Alles in Allem ein sehr erfreulicher und zukunftsweisender Verlauf – genauer
gesagt in der Stadt, welche von den Nazis zur Versammlungshochburg erkoren
wurde, ein beeindruckender Sieg. Aber denkt daran: nur in einer Schlacht. Die
Nazis und der sie fördernde Staat werden selbstverständlich auch aus den
heutigen Erfahrungen lernen. Im nächsten Jahr geht die Auseinandersetzung in
die nächste Runde und nur weiter verstärkte Aktivitäten werden die Bemühungen
der Nazis und des Staates, den unsäglichen Aufmarsch durchzusetzen, vereiteln.
Am Besten, alle heutigen Teilnehmer bleiben schonmal in Kontakt und nehmen
Kontakt zu Weiteren auf, die auch keine Naziaufmärsche mögen.

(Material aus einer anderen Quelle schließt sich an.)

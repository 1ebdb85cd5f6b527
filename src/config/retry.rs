//! Retry and backoff configuration shared by the fetcher and the mutator.

use serde::{Deserialize, Serialize};

/// Retry policy for remote calls.
///
/// A single policy value is shared by page fetches and delete calls; what
/// counts as retryable is decided by the error classifier, not by this
/// config (see `RemoteError::is_transient`).
#[derive(Debug, Clone, Serialize, Deserialize)]
#[serde(deny_unknown_fields)]
pub struct RetryConfig {
    /// Whether retries are enabled.
    #[serde(default = "default_true")]
    pub enabled: bool,

    /// Maximum number of retry attempts (not including the initial request).
    #[serde(default = "default_max_retries")]
    pub max_retries: u32,

    /// Initial delay before first retry in milliseconds.
    #[serde(default = "default_initial_delay_ms")]
    pub initial_delay_ms: u64,

    /// Maximum delay between retries in milliseconds.
    #[serde(default = "default_max_delay_ms")]
    pub max_delay_ms: u64,

    /// Multiplier for exponential backoff. Set to 1.0 for fixed delays.
    #[serde(default = "default_backoff_multiplier")]
    pub backoff_multiplier: f64,

    /// Add random jitter to delays (percentage, 0.0-1.0).
    #[serde(default = "default_jitter")]
    pub jitter: f64,
}

impl Default for RetryConfig {
    fn default() -> Self {
        Self {
            enabled: true,
            max_retries: default_max_retries(),
            initial_delay_ms: default_initial_delay_ms(),
            max_delay_ms: default_max_delay_ms(),
            backoff_multiplier: default_backoff_multiplier(),
            jitter: default_jitter(),
        }
    }
}

fn default_true() -> bool {
    true
}

fn default_max_retries() -> u32 {
    5
}

fn default_initial_delay_ms() -> u64 {
    500
}

fn default_max_delay_ms() -> u64 {
    30_000
}

fn default_backoff_multiplier() -> f64 {
    2.0
}

fn default_jitter() -> f64 {
    0.1
}

impl RetryConfig {
    /// Calculate the delay for a given retry attempt (0-indexed).
    pub fn delay_for_attempt(&self, attempt: u32) -> std::time::Duration {
        let base_delay =
            (self.initial_delay_ms as f64) * self.backoff_multiplier.powi(attempt as i32);
        let capped_delay = base_delay.min(self.max_delay_ms as f64);

        let jitter_range = capped_delay * self.jitter;
        let jitter = if jitter_range > 0.0 {
            use rand::Rng;
            rand::thread_rng().gen_range(-jitter_range..jitter_range)
        } else {
            0.0
        };

        let final_delay = (capped_delay + jitter).max(0.0);
        std::time::Duration::from_millis(final_delay as u64)
    }
}
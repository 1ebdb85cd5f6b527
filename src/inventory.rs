//! Flattening search results into the CSV inventory report.

use std::path::{Path, PathBuf};

use chrono::{DateTime, Utc};
use serde::Serialize;
use tracing::info;

use crate::compartments::{CompartmentIndex, UNKNOWN_COMPARTMENT};
use crate::config::InventoryConfig;
use crate::model::RemoteRecord;

/// One row of the inventory report. Field order is the report's column
/// order; tag maps are serialized as JSON strings.
#[derive(Debug, Serialize)]
#[serde(rename_all = "camelCase")]
pub struct InventoryRow {
    pub resource_type: String,
    pub display_name: String,
    pub identifier: String,
    pub compartment_name: String,
    pub compartment_id: String,
    pub region: String,
    pub time_created: String,
    pub lifecycle_state: String,
    pub defined_tags: String,
    pub freeform_tags: String,
}

/// Build the structured search query for the configured scope.
pub fn build_query(config: &InventoryConfig) -> String {
    let mut query = match &config.compartment_id {
        Some(compartment) => {
            format!("query all resources where compartmentId = '{compartment}'")
        }
        None => "query all resources".to_string(),
    };
    if let Some(state) = &config.lifecycle_state {
        query.push_str(&format!(" && lifecycleState = '{state}'"));
    }
    query
}

/// Default report path: timestamped file in the working directory.
pub fn default_report_path(now: DateTime<Utc>) -> PathBuf {
    PathBuf::from(format!(
        "tenancy_resources_{}.csv",
        now.format("%Y%m%d_%H%M%S")
    ))
}

/// Flatten a record against the compartment index.
pub fn flatten(record: &RemoteRecord, compartments: &CompartmentIndex) -> InventoryRow {
    let compartment_name = compartments
        .get(&record.compartment_id)
        .cloned()
        .unwrap_or_else(|| UNKNOWN_COMPARTMENT.to_string());

    InventoryRow {
        resource_type: record.resource_type.clone(),
        display_name: record.display_name.clone(),
        identifier: record.identifier.clone(),
        compartment_name,
        compartment_id: record.compartment_id.clone(),
        region: record.region.clone(),
        time_created: record
            .time_created
            .map(|t| t.to_rfc3339())
            .unwrap_or_default(),
        lifecycle_state: record.lifecycle_state.to_string(),
        defined_tags: serde_json::to_string(&record.defined_tags).unwrap_or_default(),
        freeform_tags: serde_json::to_string(&record.freeform_tags).unwrap_or_default(),
    }
}

/// Write the report. Headers come from the row struct's field names.
pub fn write_report(
    path: &Path,
    records: &[RemoteRecord],
    compartments: &CompartmentIndex,
) -> Result<(), csv::Error> {
    let mut writer = csv::Writer::from_path(path)?;
    for record in records {
        writer.serialize(flatten(record, compartments))?;
    }
    writer.flush()?;
    info!(path = %path.display(), rows = records.len(), "inventory report written");
    Ok(())
}
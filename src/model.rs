//! Core record types shared across the fetch, retention, and mutation phases.

use std::collections::BTreeMap;

use chrono::{DateTime, Utc};
use serde::{Deserialize, Serialize};

/// Remote-reported lifecycle state of a resource.
///
/// Only [`LifecycleState::Available`] backups are eligible for retention
/// grouping and deletion; everything else is filtered out before grouping.
#[derive(Debug, Clone, Copy, PartialEq, Eq, Serialize, Deserialize)]
#[serde(rename_all = "SCREAMING_SNAKE_CASE")]
pub enum LifecycleState {
    Creating,
    Available,
    Active,
    Faulty,
    Terminating,
    Terminated,
    Deleted,
    /// Any state this tool does not need to distinguish.
    #[serde(other)]
    Unknown,
}

impl LifecycleState {
    pub fn as_str(&self) -> &'static str {
        match self {
            Self::Creating => "CREATING",
            Self::Available => "AVAILABLE",
            Self::Active => "ACTIVE",
            Self::Faulty => "FAULTY",
            Self::Terminating => "TERMINATING",
            Self::Terminated => "TERMINATED",
            Self::Deleted => "DELETED",
            Self::Unknown => "UNKNOWN",
        }
    }
}

impl std::fmt::Display for LifecycleState {
    fn fmt(&self, f: &mut std::fmt::Formatter<'_>) -> std::fmt::Result {
        f.write_str(self.as_str())
    }
}

impl Default for LifecycleState {
    fn default() -> Self {
        Self::Unknown
    }
}

/// Which family of volume backups a cleanup pass targets.
#[derive(Debug, Clone, Copy, PartialEq, Eq)]
pub enum BackupKind {
    Boot,
    Block,
}

impl BackupKind {
    pub fn as_str(&self) -> &'static str {
        match self {
            Self::Boot => "boot",
            Self::Block => "block",
        }
    }
}

impl std::fmt::Display for BackupKind {
    fn fmt(&self, f: &mut std::fmt::Formatter<'_>) -> std::fmt::Result {
        f.write_str(self.as_str())
    }
}

/// A record returned by the remote API, normalized across the search,
/// compartment, and backup-list endpoints.
///
/// Identity is the `identifier` (opaque, globally unique). Records are
/// immutable once fetched within a run.
#[derive(Debug, Clone, Serialize, Deserialize)]
#[serde(rename_all = "camelCase")]
pub struct RemoteRecord {
    pub identifier: String,

    #[serde(default)]
    pub resource_type: String,

    #[serde(default)]
    pub display_name: String,

    #[serde(default)]
    pub compartment_id: String,

    #[serde(default)]
    pub region: String,

    /// Missing on a handful of resource types; those sort as oldest.
    #[serde(default)]
    pub time_created: Option<DateTime<Utc>>,

    #[serde(default)]
    pub lifecycle_state: LifecycleState,

    #[serde(default)]
    pub defined_tags: BTreeMap<String, serde_json::Value>,

    #[serde(default)]
    pub freeform_tags: BTreeMap<String, String>,

    /// Parent volume id; present only on backup records.
    #[serde(default)]
    pub parent_id: Option<String>,
}

impl RemoteRecord {
    /// Minimal record with just an identity, for tests and synthetic entries.
    pub fn named(identifier: impl Into<String>, display_name: impl Into<String>) -> Self {
        Self {
            identifier: identifier.into(),
            resource_type: String::new(),
            display_name: display_name.into(),
            compartment_id: String::new(),
            region: String::new(),
            time_created: None,
            lifecycle_state: LifecycleState::Unknown,
            defined_tags: BTreeMap::new(),
            freeform_tags: BTreeMap::new(),
            parent_id: None,
        }
    }
}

PS: Ach ja, 'ne Menschenkette in der Dresdner Altstadt mit Kerzen und
nichtstuerischen Reden und so gab's auch noch, zu der die Stadtoffiziellen mit
Oberbürgermeisterin Orosz an der Spitze aufgerufen hatten. ColoRadio brachte
es, bürgerlichen Medienberichten vorgreifend, auf den Punkt: „Falls Ihr
es noch nicht wißt: In der Dresdner Altstadt fand heute eine Menschenkette
statt, welche den Naziaufmarsch in der Neustadt verhindert hat. Und die Erde
ist eine Scheibe."
PPS: Inzwischen wurde bekannt, daß Nazihorden im Anschluß an ihren erfolglosen
Versuch, in Dresden die Opfer des 2. Weltkrieges zu verhöhnen, noch
Einrichtungen in Pirna, Gera und Jena angriffen. Was uns zeigt, daß unser Sieg
nur ein wichtiger Schritt ist. Verhindert werden muß, daß sich Nazis noch
irgendwo und irgendwann zusammenrotten können. Sie selbst haben bewiesen, daß
sie tatsächlich ideologisch mit den Nazis von 1933-1945 identisch und deshalb
„Neonazis", „Rechtsextreme" oder andere irreführende Begriffe völlig falsch
sind. Sie sind und bleiben Nazis und uns bleibt nur die völkerrechtlich längst
vorgeschriebene Entnazifizierung Deutschlands, zu der der Naziwohlfühlstaat
B"R"D, der ja von Anfang an maßgeblich von Nazi- und Kriegsverbrechern
gestaltet wurde, weder gedacht noch gewillt ist.